Addressing a critical need with enzymes from the gut

The demand for donor blood remains high, driven by an aging population and the increasing prevalence of medical procedures that require blood transfusions. Managing and storing different blood types separately requires extensive logistics, escalating costs and complicating medical procedures.

The enzyme treatment developed by the research teams promises to simplify these processes significantly. By converting type-specific blood into a universal donor type, hospitals can streamline their blood supply chains, reduce waste from unused blood, and avoid the severe risks associated with mismatched blood transfusions.

At the most basic level, there are four main categories of human blood: A, B, AB, and O. This classification is based on antigens found on red blood cells and antibodies present in the plasma. Type A blood has A antigens on the red cells and anti-B antibodies in the plasma. Type B blood has B antigens with anti-A antibodies in the plasma.

You can never transfuse incompatible blood types — doing so could result in a disaster. For example, suppose a patient with Type B blood receives Type A blood. In that case, the anti-A antibodies present in the recipient’s plasma will attack the A antigens on the donor blood cells, leading to potentially fatal complications.

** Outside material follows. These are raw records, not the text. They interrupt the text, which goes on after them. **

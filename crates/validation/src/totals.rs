//! Bottom-up recomputation of line, document and table totals.

use core::fmt::Display;

use rust_decimal::Decimal;

use saftpt_core::{StatusCode, approx_eq, checked_sum, format_money};
use saftpt_documents::{Column, DeclaredTotals, Line, SourceDocument, SourceTable};

use crate::reporter::Reporter;
use crate::rules::Rule;

/// Totals re-derived from the lines of one document.
///
/// Line amounts are magnitudes: a line adds to the net whichever column it
/// declares. Which column a document type may use is checked by the
/// debit/credit rules.
#[derive(Debug, Clone, Copy, PartialEq, Eq)]
pub struct ComputedTotals {
    pub net_total: Decimal,
    pub tax_payable: Decimal,
    pub gross_total: Decimal,
}

impl ComputedTotals {
    /// `None` when an intermediate sum leaves the decimal range.
    pub fn of<D: SourceDocument>(doc: &D) -> Option<Self> {
        let mut net = Decimal::ZERO;
        let mut tax = Decimal::ZERO;
        for line in doc.lines() {
            let amount = line.amount().unwrap_or_default();
            net = net.checked_add(amount)?;
            tax = tax.checked_add(line_tax(line, amount)?)?;
        }
        let net = net.checked_sub(doc.totals().settlement_total()?)?;
        Some(Self {
            net_total: net,
            tax_payable: tax,
            gross_total: net.checked_add(tax)?,
        })
    }
}

fn line_tax(line: &Line, amount: Decimal) -> Option<Decimal> {
    match &line.tax {
        Some(tax) => match (tax.tax_percentage, tax.tax_amount) {
            (Some(pct), _) => amount.checked_mul(pct)?.checked_div(Decimal::ONE_HUNDRED),
            (None, Some(fixed)) => Some(fixed),
            (None, None) => Some(Decimal::ZERO),
        },
        None => Some(Decimal::ZERO),
    }
}

/// Sum of one column over the lines of a document.
fn column_sum<D: SourceDocument>(doc: &D, column: Column) -> Option<Decimal> {
    checked_sum(doc.lines().iter().filter_map(|l| match column {
        Column::Debit => l.debit_amount,
        Column::Credit => l.credit_amount,
    }))
}

/// Compares declared totals with the values re-derived from the lines.
///
/// Each comparison is reported on its own, so a document with a wrong net
/// and a wrong gross yields two findings. Sums that leave the decimal range
/// are reported as overflows instead of being compared.
pub struct TotalsReconciler<'a> {
    reporter: &'a Reporter<'a>,
}

impl<'a> TotalsReconciler<'a> {
    pub fn new(reporter: &'a Reporter<'a>) -> Self {
        Self { reporter }
    }

    /// `UnitPrice * Quantity` against the declared line amount.
    pub fn reconcile_line(&self, document: &str, line: &Line) {
        let (Some(price), Some(quantity), Some(amount)) =
            (line.unit_price, line.quantity, line.amount())
        else {
            return;
        };
        let Some(expected) = price.checked_mul(quantity) else {
            let what = format!("line {} unit price times quantity", line.line_number);
            self.overflow(Some(document), &document, &what);
            return;
        };
        if !approx_eq(expected, amount) {
            self.reporter.report(
                Rule::LineAmountMismatch,
                Some(document),
                &[&document, &line.line_number, &amount, &format_money(expected)],
            );
        }
    }

    /// Line amounts, then the three declared document totals.
    ///
    /// Totals that are missing or malformed are skipped here; the field
    /// checks report them.
    pub fn reconcile_document<D: SourceDocument>(&self, doc: &D) -> Option<ComputedTotals> {
        let number = doc.document_number();
        for line in doc.lines() {
            self.reconcile_line(number, line);
        }

        let declared = doc.totals();
        let computed = ComputedTotals::of(doc);
        match computed {
            Some(computed) => {
                let checks = [
                    (Rule::NetTotalMismatch, declared.net_total.get(), computed.net_total),
                    (Rule::TaxPayableMismatch, declared.tax_payable.get(), computed.tax_payable),
                    (Rule::GrossTotalMismatch, declared.gross_total.get(), computed.gross_total),
                ];
                for (rule, declared, computed) in checks {
                    if let Some(declared) = declared {
                        if !approx_eq(declared, computed) {
                            let computed = format_money(computed);
                            self.reporter
                                .report(rule, Some(number), &[&number, &declared, &computed]);
                        }
                    }
                }
            }
            None => self.overflow(Some(number), &number, &"the sum of its lines"),
        }

        if let (Some(net), Some(tax), Some(gross)) = (
            declared.net_total.get(),
            declared.tax_payable.get(),
            declared.gross_total.get(),
        ) {
            match net.checked_add(tax) {
                Some(sum) if approx_eq(gross, sum) => {}
                Some(sum) => self.reporter.report(
                    Rule::DeclaredGrossInconsistent,
                    Some(number),
                    &[&number, &gross, &sum],
                ),
                None => self.overflow(Some(number), &number, &"declared NetTotal + TaxPayable"),
            }
        }

        computed
    }

    /// Table aggregates and the table's zero column.
    pub fn reconcile_table<T: SourceTable>(&self, table: &T) {
        let kind = T::KIND;
        let docs = table.documents();
        let counted = || docs.iter().filter(|d| !d.status().status.excluded_from_totals());

        match table.declared_totals() {
            DeclaredTotals::Monetary {
                number_of_entries,
                total_debit,
                total_credit,
            } => {
                let entries = docs.len() as u64;
                if entries != number_of_entries {
                    self.reporter.report(
                        Rule::NumberOfEntriesMismatch,
                        None,
                        &[&kind, &number_of_entries, &entries],
                    );
                }
                let columns = [
                    (Rule::TotalDebitMismatch, Column::Debit, total_debit),
                    (Rule::TotalCreditMismatch, Column::Credit, total_credit),
                ];
                for (rule, column, declared) in columns {
                    let sum = counted().try_fold(Decimal::ZERO, |acc, d| {
                        acc.checked_add(column_sum(d, column)?)
                    });
                    match sum {
                        Some(sum) if approx_eq(sum, declared) => {}
                        Some(sum) => {
                            let sum = format_money(sum);
                            self.reporter.report(rule, None, &[&kind, &declared, &sum]);
                        }
                        None => self.overflow(None, &kind, &column),
                    }
                }
            }
            DeclaredTotals::Quantity {
                number_of_movement_lines,
                total_quantity_issued,
            } => {
                let lines: u64 = counted().map(|d| d.lines().len() as u64).sum();
                if lines != number_of_movement_lines {
                    self.reporter.report(
                        Rule::NumberOfMovementLinesMismatch,
                        None,
                        &[&kind, &number_of_movement_lines, &lines],
                    );
                }
                let quantity = checked_sum(
                    counted().flat_map(|d| d.lines().iter().filter_map(|l| l.quantity)),
                );
                match quantity {
                    Some(quantity) if quantity == total_quantity_issued => {}
                    Some(quantity) => self.reporter.report(
                        Rule::TotalQuantityIssuedMismatch,
                        None,
                        &[&kind, &total_quantity_issued, &quantity],
                    ),
                    None => self.overflow(None, &kind, &"TotalQuantityIssued"),
                }
            }
        }

        if let Some(column) = kind.zero_column() {
            for doc in counted() {
                let number = doc.document_number();
                match column_sum(doc, column) {
                    Some(amount) if amount.is_zero() => {}
                    Some(amount) => self.reporter.report(
                        Rule::ZeroColumnViolation,
                        Some(number),
                        &[&number, &amount, &column, &kind],
                    ),
                    None => self.overflow(Some(number), &number, &column),
                }
            }
        }

        tracing::debug!(table = %kind, documents = docs.len(), "table totals reconciled");
    }

    fn overflow(&self, document: Option<&str>, subject: &dyn Display, what: &dyn Display) {
        self.reporter.report(Rule::AmountOverflow, document, &[subject, what]);
    }
}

A new technique for an old idea

The idea of removing antigens using enzymes is not new. In fact, researchers have been removing A and B antigens for decades. However, previous attempts were not able to avoid all immune reactions related to the converted blood. This is why you don’t see this kind of blood used in clinical practice. These methods also used enzymes that are far less efficient than the ones used in this technique.

“Universal blood will create a more efficient utilization of donor blood, and also avoid giving ABO-mismatched transfusions by mistake, which can otherwise lead to potentially fatal consequences in the recipient. When we can create ABO-universal donor blood, we will simplify the logistics of transporting and administering safe blood products, while at the same time minimizing blood waste” says Professor Martin L. Olsson from Lund University.

The new technique developed by the researchers in Scandinavia hinges on enzymes from the human gut bacterium Akkermansia muciniphila. These bacteria feed on the mucus that lines the inside of the gut. The researchers learned that the complex sugars at the surface of the intestinal mucosa are very chemically similar to the antigens. For their study, the researchers tested 24 enzymes, which were used to process hundreds of blood samples.

With a patent application filed for the novel enzymes and their method of use, the team is planning a joint project to refine their approach, looking ahead to controlled patient trials and, eventually, clinical application.

“This study demonstrates the potential utility of mucin-degrading gut bacteria as valuable sources of enzymes for production of universal blood for transfusions,” the researchers concluded in their study.

The findings were reported in the journal Nature Microbiology.